The Eureka team was part of the NABBP in the 1850s and 1860s.  The Eureka Club first began playing other members of the NABBP in 1860.  They played at a field at Ferry Street and Adams Street in the Ironbound.

Players*

Other players for the team in 1860 were H. Brientnall, A. Littlewood, E Benedict, P. Baldwin, E. Thomas, T. Price and R. Elsden.  Brientnall played five games; Littlewood, three; Benedict, two; and the other four members played only in a single game during the season.

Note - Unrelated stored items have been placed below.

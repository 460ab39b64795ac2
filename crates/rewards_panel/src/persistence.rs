//! Panel-state persistence: envelope encoding, legacy migration, and the debounced writer.

use std::{cell::RefCell, rc::Rc};

use leptos::logging;
use panel_host::{build_state_envelope, decode_envelope_payload, PanelStateStore, StateEnvelope};
use serde_json::Value;
use thiserror::Error;

use crate::{
    model::{PanelState, PANEL_STATE_SCHEMA_VERSION},
    reducer::latest_notification_id,
};

#[derive(Debug, Error, Clone, PartialEq, Eq)]
pub enum PersistenceError {
    #[error("panel state store failed: {0}")]
    Store(String),
    #[error("panel state is not valid JSON: {0}")]
    Decode(String),
    #[error("panel state schema version {0} is not supported")]
    UnsupportedSchema(u32),
    #[error("panel state could not be encoded: {0}")]
    Encode(String),
}

fn migrate_panel_state(
    schema_version: u32,
    envelope: &StateEnvelope,
) -> Result<PanelState, PersistenceError> {
    match schema_version {
        // Schema 0 is the bare object written before envelopes existed.
        0 | PANEL_STATE_SCHEMA_VERSION => {
            decode_envelope_payload(envelope).map_err(PersistenceError::Decode)
        }
        other => Err(PersistenceError::UnsupportedSchema(other)),
    }
}

/// Decodes stored panel state, accepting both envelopes and legacy bare objects.
///
/// # Errors
///
/// Returns [`PersistenceError::Decode`] for malformed JSON or payloads and
/// [`PersistenceError::UnsupportedSchema`] for envelopes written by a newer schema.
pub fn decode_panel_state(raw: &str) -> Result<PanelState, PersistenceError> {
    let value: Value =
        serde_json::from_str(raw).map_err(|e| PersistenceError::Decode(e.to_string()))?;
    let envelope = if StateEnvelope::looks_like_envelope(&value) {
        serde_json::from_value::<StateEnvelope>(value)
            .map_err(|e| PersistenceError::Decode(e.to_string()))?
    } else {
        StateEnvelope {
            envelope_version: 0,
            schema_version: 0,
            updated_at_unix_ms: 0,
            payload: value,
        }
    };
    let mut state = migrate_panel_state(envelope.schema_version, &envelope)?;
    if !state.current_notification_is_valid() {
        state.current_notification = latest_notification_id(&state);
    }
    Ok(state)
}

/// Encodes panel state into a versioned envelope.
///
/// # Errors
///
/// Returns [`PersistenceError::Encode`] when serialization fails.
pub fn encode_panel_state(state: &PanelState) -> Result<String, PersistenceError> {
    let envelope = build_state_envelope(PANEL_STATE_SCHEMA_VERSION, state)
        .map_err(PersistenceError::Encode)?;
    serde_json::to_string(&envelope).map_err(|e| PersistenceError::Encode(e.to_string()))
}

/// Loads panel state from `store`.
///
/// # Errors
///
/// Returns an error when the store fails or holds undecodable data. `Ok(None)` means nothing
/// has been saved yet.
pub fn try_load_panel_state(
    store: &dyn PanelStateStore,
) -> Result<Option<PanelState>, PersistenceError> {
    let Some(raw) = store.load_panel_state().map_err(PersistenceError::Store)? else {
        return Ok(None);
    };
    decode_panel_state(&raw).map(Some)
}

/// Loads panel state from `store`, falling back to the default state on absence or failure.
pub fn load_panel_state(store: &dyn PanelStateStore) -> PanelState {
    match try_load_panel_state(store) {
        Ok(state) => state.unwrap_or_default(),
        Err(err) => {
            logging::warn!("rewards panel state load failed: {err}");
            PanelState::default()
        }
    }
}

/// Encodes and saves panel state through `store`.
///
/// # Errors
///
/// Returns an error when encoding or the store write fails.
pub async fn save_panel_state(
    store: &dyn PanelStateStore,
    state: &PanelState,
) -> Result<(), PersistenceError> {
    let raw = encode_panel_state(state)?;
    store
        .save_panel_state(&raw)
        .await
        .map_err(PersistenceError::Store)
}

#[derive(Debug, Clone)]
struct PendingSave {
    state: Rc<PanelState>,
    due_at_ms: u64,
}

/// Trailing-edge debouncer for panel-state saves.
///
/// Every [`DebouncedSave::schedule`] replaces the pending state and pushes the deadline out by
/// the window; [`DebouncedSave::take_due`] yields the latest state once the deadline has passed.
#[derive(Debug, Clone)]
pub struct DebouncedSave {
    window_ms: u64,
    pending: Rc<RefCell<Option<PendingSave>>>,
}

impl DebouncedSave {
    pub fn new(window_ms: u64) -> Self {
        Self {
            window_ms,
            pending: Rc::new(RefCell::new(None)),
        }
    }

    pub fn window_ms(&self) -> u64 {
        self.window_ms
    }

    /// Records `state` as the next value to save. Returns the deadline in unix milliseconds.
    pub fn schedule(&self, state: Rc<PanelState>, now_ms: u64) -> u64 {
        let due_at_ms = now_ms.saturating_add(self.window_ms);
        *self.pending.borrow_mut() = Some(PendingSave { state, due_at_ms });
        due_at_ms
    }

    /// Takes the pending state if its deadline is at or before `now_ms`.
    pub fn take_due(&self, now_ms: u64) -> Option<Rc<PanelState>> {
        let due = self
            .pending
            .borrow()
            .as_ref()
            .map(|save| save.due_at_ms <= now_ms)
            .unwrap_or(false);
        if due {
            self.flush()
        } else {
            None
        }
    }

    /// Takes the pending state regardless of its deadline.
    pub fn flush(&self) -> Option<Rc<PanelState>> {
        self.pending.borrow_mut().take().map(|save| save.state)
    }

    /// Milliseconds until the pending save is due, or `None` when nothing is pending.
    pub fn remaining_ms(&self, now_ms: u64) -> Option<u64> {
        self.pending
            .borrow()
            .as_ref()
            .map(|save| save.due_at_ms.saturating_sub(now_ms))
    }

    pub fn has_pending(&self) -> bool {
        self.pending.borrow().is_some()
    }
}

This roster is from the 1860 NABBP season.

Season by season

1860
The Eurekas had the eleventh best win percentage and the eight most wins.  They batted in the fifth most runs of any team at 213.
1861
Newark only played one game against the Enterprise baseball club from Brooklyn and beat them 27–5.
1862
Newark played only two games this season against ranked NABBP ballclubs.  They lost to the Mutuals by one run and beat the Gothams by five runs.  
Newark played three games this season: two against New York Clubs and one against the Athletic club from Philadelphia.  The Eurekas beat the team from Philadelphia by two runs, but lost to the two New York clubs in August.
1864
The Eurekas had the tenth best win percentage and the tenth most wins in the league, despite having the fifth lowest number of runs in the league.  They won exactly half of the eight games that they played.
1865
The Eurekas finished the season with the sixth best record and the sixth most wins with a record of nine and five.  They also had the sixth best team runs batted in at 339 in their fourteen games.
1866
The NABBP saw a lot of growth this season with nearly sixty teams, but Newark was still able to maintain an excellent standing, as they had the ninth most wins.  The Eureka club was also in the top third for winning percentage.  They had a nine and six record and batted in 446 runs in these fifteen games.  This was the seventh most runs by a single team in the league in 1866.  On August 28, seventeen-year-old Candy Cummings comes in for pitcher Asa Brainard of the Brooklyn Excelsiors, leading his team to a 24–2 win.  Candy Cummings is said to be the first pitcher to throw a curveball and for his future performance in the National League was inducted into the Baseball Hall of Fame.
1867
This was the first year the Eureka club really struggled during the season.  They only won two of their ten games, giving them for the first time one of the worst winning percentages in the league, although there were nine team who didn't win a game in 1867.  They had a reasonable number of runs batted in at 230, but was a small number for this team that had over two hundred more the prior season (only having played five more games).
1868
The team only played four games this season and won half.  They only drove in 77 runs for the four games.
1869
The Eureka Club only participated in two games in 1869 and lost both, with margins of eight and nine.

Scores

Note - Based on games recorded in Marshall Wright's book.

References

Wright, Marshall. D.  "The National Association of Base Ball Players, 1857-1870."  Jefferson, North Carolina: McFarland & Company, Inc.: 2000.  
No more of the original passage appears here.